=== REQUIRED WORK ===
From the records below, copy out each line that has the word "LinearRegression".

[Stored data entries]
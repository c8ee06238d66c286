//! Core estimator trait.

use crate::error::Result;
use crate::primitives::{Matrix, Vector};

/// Supervised regression estimator over a design matrix.
///
/// Implementors follow a fit/predict/score shape. `x` always carries the
/// intercept column, so its width equals the coefficient count.
///
/// # Examples
///
/// ```
/// use wine_quality::prelude::*;
///
/// // y = 2 + 3x, intercept column included
/// let x = Matrix::from_vec(3, 2, vec![1.0, 1.0, 1.0, 2.0, 1.0, 3.0]).unwrap();
/// let y = Vector::from_slice(&[5.0, 8.0, 11.0]);
///
/// let mut model = LinearRegression::new();
/// model.fit(&x, &y).unwrap();
/// assert!(model.score(&x, &y).unwrap() > 0.999);
/// ```
pub trait Estimator {
    /// Fits the model to training data.
    ///
    /// # Errors
    ///
    /// Returns an error if fitting fails (dimension mismatch, singular matrix, etc.).
    fn fit(&mut self, x: &Matrix<f64>, y: &Vector<f64>) -> Result<()>;

    /// Predicts target values for input data.
    ///
    /// # Errors
    ///
    /// Returns an error if the model is unfitted or `x` has the wrong width.
    fn predict(&self, x: &Matrix<f64>) -> Result<Vector<f64>>;

    /// Computes the R² score.
    ///
    /// # Errors
    ///
    /// Same conditions as [`Estimator::predict`].
    fn score(&self, x: &Matrix<f64>, y: &Vector<f64>) -> Result<f64>;
}
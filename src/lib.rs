//! Wine quality regression: ordinary least squares on a small dense
//! linear-algebra kernel.
//!
//! The crate loads a CSV of physicochemical measurements, fits
//! `β = (XᵗX)⁻¹XᵗY` with a Gauss-Jordan inverse, and predicts the quality
//! score of a new sample.
//!
//! # Quick Start
//!
//! ```
//! use wine_quality::prelude::*;
//!
//! // y = 2 + 3x
//! let csv = "x,quality\n1,5\n2,8\n3,11\n";
//! let dataset = Dataset::from_reader(csv.as_bytes(), ParsePolicy::Strict).unwrap();
//!
//! let mut model = LinearRegression::new();
//! model.fit_dataset(&dataset).unwrap();
//!
//! let predictor = Predictor::new(model.into_coefficients().unwrap());
//! let quality = predictor.predict(&[4.0]).unwrap();
//! assert!((quality - 14.0).abs() < 1e-6);
//! ```
//!
//! # Modules
//!
//! - [`primitives`]: `Matrix` and `Vector`, with transpose, multiply and
//!   Gauss-Jordan inverse
//! - [`data`]: CSV loading into a design matrix and target vector
//! - [`linear_model`]: normal-equation solver and `LinearRegression`
//! - [`predict`]: single-sample prediction from fitted coefficients
//! - [`metrics`]: R², MSE, RMSE, MAE

pub mod data;
pub mod error;
pub mod linear_model;
pub mod metrics;
pub mod predict;
pub mod prelude;
pub mod primitives;
pub mod traits;

pub use error::{RegressionError, Result};
pub use primitives::{Matrix, Vector};
pub use traits::Estimator;
//! Vector type for 1D numeric data.

use serde::{Deserialize, Serialize};
use std::ops::Index;

/// A 1D vector of floating-point values.
///
/// # Examples
///
/// ```
/// use wine_quality::primitives::Vector;
///
/// let v = Vector::from_slice(&[1.0, 2.0, 3.0]);
/// assert_eq!(v.len(), 3);
/// assert!((v.sum() - 6.0).abs() < 1e-12);
/// ```
#[derive(Debug, Clone, PartialEq, Serialize, Deserialize)]
pub struct Vector<T> {
    data: Vec<T>,
}

impl<T: Copy> Vector<T> {
    /// Creates a vector from a `Vec`.
    #[must_use]
    pub fn from_vec(data: Vec<T>) -> Self {
        Self { data }
    }

    /// Creates a vector by copying a slice.
    #[must_use]
    pub fn from_slice(data: &[T]) -> Self {
        Self {
            data: data.to_vec(),
        }
    }

    /// Returns the number of elements.
    #[must_use]
    pub fn len(&self) -> usize {
        self.data.len()
    }

    /// Returns true if the vector has no elements.
    #[must_use]
    pub fn is_empty(&self) -> bool {
        self.data.is_empty()
    }

    /// Returns the underlying data as a slice.
    #[must_use]
    pub fn as_slice(&self) -> &[T] {
        &self.data
    }

    /// Consumes the vector and returns its storage.
    #[must_use]
    pub fn into_vec(self) -> Vec<T> {
        self.data
    }
}

impl Vector<f64> {
    /// Creates a vector of zeros.
    #[must_use]
    pub fn zeros(len: usize) -> Self {
        Self {
            data: vec![0.0; len],
        }
    }

    /// Sum of all elements.
    #[must_use]
    pub fn sum(&self) -> f64 {
        self.data.iter().sum()
    }

    /// Arithmetic mean; 0.0 for an empty vector.
    #[must_use]
    pub fn mean(&self) -> f64 {
        if self.data.is_empty() {
            return 0.0;
        }
        self.sum() / self.data.len() as f64
    }

    /// Dot product.
    ///
    /// # Panics
    ///
    /// Panics if lengths differ.
    #[must_use]
    pub fn dot(&self, other: &Self) -> f64 {
        assert_eq!(self.len(), other.len(), "Vectors must have same length");
        self.data
            .iter()
            .zip(other.data.iter())
            .map(|(a, b)| a * b)
            .sum()
    }
}

impl<T> Index<usize> for Vector<T> {
    type Output = T;

    fn index(&self, idx: usize) -> &Self::Output {
        &self.data[idx]
    }
}

impl<T> From<Vec<T>> for Vector<T> {
    fn from(data: Vec<T>) -> Self {
        Self { data }
    }
}
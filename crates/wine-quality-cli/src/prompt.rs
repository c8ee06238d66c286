//! Interactive feature entry.

use crate::error::{CliError, Result};
use std::io::{BufRead, Write};
use wine_quality::data::wine::{WINE_FEATURES, WINE_FEATURE_COUNT};

/// Labels shown when asking for `n_features` values.
///
/// The wine catalogue is used when the model has exactly its width;
/// otherwise dataset header names, falling back to `Feature i`.
pub(crate) fn labels(n_features: usize, header_names: Option<&[String]>) -> Vec<String> {
    if n_features == WINE_FEATURE_COUNT {
        return WINE_FEATURES.iter().map(|s| (*s).to_string()).collect();
    }
    match header_names {
        Some(names) if names.len() == n_features => names.to_vec(),
        _ => (1..=n_features).map(|i| format!("Feature {i}")).collect(),
    }
}

/// Asks for one floating-point value per label, in order.
///
/// Each prompt is written as `"<label>: "` and flushed before reading a
/// line from `input`.
pub(crate) fn read_features<R: BufRead, W: Write>(
    labels: &[String],
    input: &mut R,
    prompt_out: &mut W,
) -> Result<Vec<f64>> {
    let mut values = Vec::with_capacity(labels.len());
    let mut line = String::new();

    for label in labels {
        write!(prompt_out, "{label}: ")?;
        prompt_out.flush()?;

        line.clear();
        if input.read_line(&mut line)? == 0 {
            return Err(CliError::InvalidInput(format!(
                "unexpected end of input while reading '{label}'"
            )));
        }

        let token = line.trim();
        let value = token.parse::<f64>().map_err(|_| {
            CliError::InvalidInput(format!("'{token}' is not a number for '{label}'"))
        })?;
        values.push(value);
    }

    Ok(values)
}
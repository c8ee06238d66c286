use super::*;

fn assert_close(a: &Matrix<f64>, b: &Matrix<f64>, tol: f64) {
    assert_eq!(a.shape(), b.shape());
    for (x, y) in a.as_slice().iter().zip(b.as_slice()) {
        assert!((x - y).abs() < tol, "{x} != {y}");
    }
}

#[test]
fn test_from_vec() {
    let m = Matrix::from_vec(2, 3, vec![1.0, 2.0, 3.0, 4.0, 5.0, 6.0])
        .expect("test data has correct dimensions: 2*3=6 elements");
    assert_eq!(m.shape(), (2, 3));
    assert_eq!(m.get(0, 0), 1.0);
    assert_eq!(m.get(1, 2), 6.0);
}

#[test]
fn test_from_vec_error() {
    let result = Matrix::from_vec(2, 3, vec![1.0, 2.0, 3.0]);
    assert!(matches!(
        result,
        Err(RegressionError::DimensionMismatch { .. })
    ));
}

#[test]
fn test_from_rows() {
    let m = Matrix::from_rows(&[vec![1.0, 2.0], vec![3.0, 4.0], vec![5.0, 6.0]])
        .expect("rows have equal width");
    assert_eq!(m.shape(), (3, 2));
    assert_eq!(m.get(2, 1), 6.0);
}

#[test]
fn test_from_rows_ragged() {
    let result = Matrix::from_rows(&[vec![1.0, 2.0], vec![3.0]]);
    assert!(result.is_err());
}

#[test]
fn test_zeros() {
    let m = Matrix::zeros(2, 3);
    assert_eq!(m.shape(), (2, 3));
    assert!(m.as_slice().iter().all(|&x| x == 0.0));
}

#[test]
fn test_eye() {
    let m = Matrix::eye(3);
    assert_eq!(m.get(0, 0), 1.0);
    assert_eq!(m.get(1, 1), 1.0);
    assert_eq!(m.get(2, 2), 1.0);
    assert_eq!(m.get(0, 1), 0.0);
}

#[test]
fn test_transpose() {
    let m = Matrix::from_vec(2, 3, vec![1.0, 2.0, 3.0, 4.0, 5.0, 6.0])
        .expect("test data has correct dimensions: 2*3=6 elements");
    let t = m.transpose();
    assert_eq!(t.shape(), (3, 2));
    assert_eq!(t.get(0, 0), 1.0);
    assert_eq!(t.get(0, 1), 4.0);
    assert_eq!(t.get(2, 1), 6.0);
}

#[test]
fn test_row_and_column() {
    let m = Matrix::from_vec(2, 3, vec![1.0, 2.0, 3.0, 4.0, 5.0, 6.0])
        .expect("test data has correct dimensions: 2*3=6 elements");
    assert_eq!(m.row(1).as_slice(), &[4.0, 5.0, 6.0]);
    assert_eq!(m.column(1).as_slice(), &[2.0, 5.0]);
}

#[test]
fn test_matmul() {
    // 2x3 * 3x2 = 2x2
    let a = Matrix::from_vec(2, 3, vec![1.0, 2.0, 3.0, 4.0, 5.0, 6.0])
        .expect("test data has correct dimensions: 2*3=6 elements");
    let b = Matrix::from_vec(3, 2, vec![7.0, 8.0, 9.0, 10.0, 11.0, 12.0])
        .expect("test data has correct dimensions: 3*2=6 elements");
    let c = a
        .matmul(&b)
        .expect("matrix dimensions are compatible for multiplication: 2x3 * 3x2");

    assert_eq!(c.shape(), (2, 2));
    // c[0,0] = 1*7 + 2*9 + 3*11 = 58
    assert_eq!(c.get(0, 0), 58.0);
    // c[0,1] = 1*8 + 2*10 + 3*12 = 64
    assert_eq!(c.get(0, 1), 64.0);
    assert_eq!(c.get(1, 0), 139.0);
    assert_eq!(c.get(1, 1), 154.0);
}

#[test]
fn test_matmul_column_vector() {
    // X^T Y shape: (2 x 3) * (3 x 1)
    let xt = Matrix::from_vec(2, 3, vec![1.0, 1.0, 1.0, 1.0, 2.0, 3.0]).expect("2x3");
    let y = Matrix::column_vector(&Vector::from_slice(&[5.0, 8.0, 11.0]));
    let xty = xt.matmul(&y).expect("3 == 3");
    assert_eq!(xty.shape(), (2, 1));
    assert_eq!(xty.get(0, 0), 24.0);
    assert_eq!(xty.get(1, 0), 54.0);
}

#[test]
fn test_matmul_dimension_error() {
    let a = Matrix::from_vec(2, 3, vec![1.0; 6])
        .expect("test data has correct dimensions: 2*3=6 elements");
    let b = Matrix::from_vec(2, 2, vec![1.0; 4])
        .expect("test data has correct dimensions: 2*2=4 elements");
    assert!(matches!(
        a.matmul(&b),
        Err(RegressionError::DimensionMismatch { .. })
    ));
}

#[test]
fn test_matvec() {
    let m = Matrix::from_vec(2, 3, vec![1.0, 2.0, 3.0, 4.0, 5.0, 6.0])
        .expect("test data has correct dimensions: 2*3=6 elements");
    let v = Vector::from_slice(&[1.0, 2.0, 3.0]);
    let result = m
        .matvec(&v)
        .expect("matrix columns match vector length: both 3");

    assert_eq!(result.len(), 2);
    assert_eq!(result[0], 14.0);
    assert_eq!(result[1], 32.0);
}

#[test]
fn test_matvec_dimension_error() {
    let m = Matrix::from_vec(2, 3, vec![1.0; 6]).expect("2x3");
    let v = Vector::from_slice(&[1.0, 2.0]);
    assert!(m.matvec(&v).is_err());
}

#[test]
fn test_inverse_2x2() {
    // [[4, 7], [2, 6]]^-1 = 1/10 * [[6, -7], [-2, 4]]
    let m = Matrix::from_vec(2, 2, vec![4.0, 7.0, 2.0, 6.0]).expect("2x2");
    let inv = m.inverse().expect("determinant is 10");
    let expected = Matrix::from_vec(2, 2, vec![0.6, -0.7, -0.2, 0.4]).expect("2x2");
    assert_close(&inv, &expected, 1e-12);
}

#[test]
fn test_inverse_identity() {
    let inv = Matrix::eye(4).inverse().expect("identity is invertible");
    assert_eq!(inv, Matrix::eye(4));
}

#[test]
fn test_inverse_3x3_roundtrip() {
    let m = Matrix::from_vec(3, 3, vec![2.0, -1.0, 0.0, -1.0, 2.0, -1.0, 0.0, -1.0, 2.0])
        .expect("3x3");
    let inv = m.inverse().expect("tridiagonal SPD matrix");
    let product = m.matmul(&inv).expect("square");
    assert_close(&product, &Matrix::eye(3), 1e-12);
}

#[test]
fn test_inverse_zero_row_is_singular() {
    let m = Matrix::from_vec(3, 3, vec![1.0, 2.0, 3.0, 0.0, 0.0, 0.0, 4.0, 5.0, 6.0])
        .expect("3x3");
    assert!(matches!(
        m.inverse(),
        Err(RegressionError::SingularMatrix { pivot_row: 1 })
    ));
}

#[test]
fn test_inverse_zero_leading_pivot_without_row_swap() {
    // Invertible by a row swap, but elimination never swaps rows.
    let m = Matrix::from_vec(2, 2, vec![0.0, 1.0, 1.0, 0.0]).expect("2x2");
    assert!(matches!(
        m.inverse(),
        Err(RegressionError::SingularMatrix { pivot_row: 0 })
    ));
}

#[test]
fn test_inverse_tolerance() {
    let m = Matrix::from_vec(2, 2, vec![1e-14, 0.0, 0.0, 1.0]).expect("2x2");
    assert!(m.inverse().is_ok());
    assert!(matches!(
        m.inverse_with_tolerance(1e-12),
        Err(RegressionError::SingularMatrix { pivot_row: 0 })
    ));
}

#[test]
fn test_inverse_nan_pivot() {
    let m = Matrix::from_vec(1, 1, vec![f64::NAN]).expect("1x1");
    assert!(m.inverse().is_err());
}

#[test]
fn test_inverse_non_square() {
    let m = Matrix::from_vec(2, 3, vec![1.0; 6]).expect("2x3");
    assert!(matches!(
        m.inverse(),
        Err(RegressionError::DimensionMismatch { .. })
    ));
}

#[test]
fn test_inverse_empty() {
    let m = Matrix::zeros(0, 0);
    let inv = m.inverse().expect("0x0 inverts to 0x0");
    assert_eq!(inv.shape(), (0, 0));
}
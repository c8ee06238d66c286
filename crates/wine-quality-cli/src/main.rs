//! wine-quality - predict wine quality from physicochemical measurements
//!
//! Fits an ordinary least squares model by the normal equations and uses
//! it to score new samples.
//!
//! Usage:
//!   wine-quality fit winequality-red.csv                  # Fit and report coefficients
//!   wine-quality fit winequality-red.csv --save beta.json # Fit and persist coefficients
//!   wine-quality predict winequality-red.csv              # Fit, then prompt for 11 values
//!   wine-quality predict --model beta.json --values 7.4,0.7,...

use clap::{Parser, Subcommand};
use std::path::PathBuf;
use std::process::ExitCode;

mod commands;
mod error;
mod output;
mod prompt;

use commands::{fit, predict};
use output::OutputMode;

/// wine-quality - linear regression on wine measurements
///
/// Reads a CSV whose last column is the quality score, fits the
/// coefficients and predicts quality for new samples.
#[derive(Parser)]
#[command(name = "wine-quality")]
#[command(author, version, about, long_about = None)]
#[command(propagate_version = true)]
struct Cli {
    #[command(subcommand)]
    command: Commands,

    /// Output as JSON
    #[arg(long, global = true)]
    json: bool,

    /// Verbose output
    #[arg(short, long, global = true)]
    verbose: bool,

    /// Quiet mode (errors and results only)
    #[arg(short, long, global = true)]
    quiet: bool,
}

#[derive(Subcommand)]
enum Commands {
    /// Fit coefficients on a CSV dataset and report them
    Fit {
        /// Path to the CSV dataset (header row, target in the last column)
        #[arg(value_name = "DATA")]
        data: PathBuf,

        /// Treat unparseable numeric fields as 0.0 instead of failing
        #[arg(long)]
        lenient: bool,

        /// Pivots with absolute value at or below this are singular
        #[arg(long, value_name = "T", default_value_t = 0.0)]
        pivot_tolerance: f64,

        /// Write fitted coefficients as JSON
        #[arg(long, value_name = "FILE")]
        save: Option<PathBuf>,
    },

    /// Predict quality for one sample
    Predict {
        /// CSV dataset to fit before predicting
        #[arg(value_name = "DATA", required_unless_present = "model")]
        data: Option<PathBuf>,

        /// Previously saved coefficients (JSON) instead of fitting
        #[arg(long, value_name = "FILE", conflicts_with = "data")]
        model: Option<PathBuf>,

        /// Feature values, comma separated; prompts on stdin when absent
        #[arg(long, value_delimiter = ',', allow_hyphen_values = true)]
        values: Option<Vec<f64>>,

        /// Treat unparseable numeric fields as 0.0 instead of failing
        #[arg(long)]
        lenient: bool,

        /// Pivots with absolute value at or below this are singular
        #[arg(long, value_name = "T", default_value_t = 0.0)]
        pivot_tolerance: f64,
    },
}

fn main() -> ExitCode {
    let cli = Cli::parse();
    let mode = OutputMode {
        json: cli.json,
        verbose: cli.verbose,
        quiet: cli.quiet,
    };

    let result = match cli.command {
        Commands::Fit {
            data,
            lenient,
            pivot_tolerance,
            save,
        } => fit::run(&data, lenient, pivot_tolerance, save.as_deref(), mode),

        Commands::Predict {
            data,
            model,
            values,
            lenient,
            pivot_tolerance,
        } => predict::Source::from_args(model, data, lenient, pivot_tolerance)
            .and_then(|source| predict::run(&source, values, mode)),
    };

    match result {
        Ok(()) => ExitCode::SUCCESS,
        Err(e) => {
            output::error(&e.to_string());
            e.exit_code()
        }
    }
}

=== SOLUTION FOR THIS TASK ===
/// let mut model = LinearRegression::new();
//! let mut model = LinearRegression::new();
//! - [`linear_model`]: normal-equation solver and `LinearRegression`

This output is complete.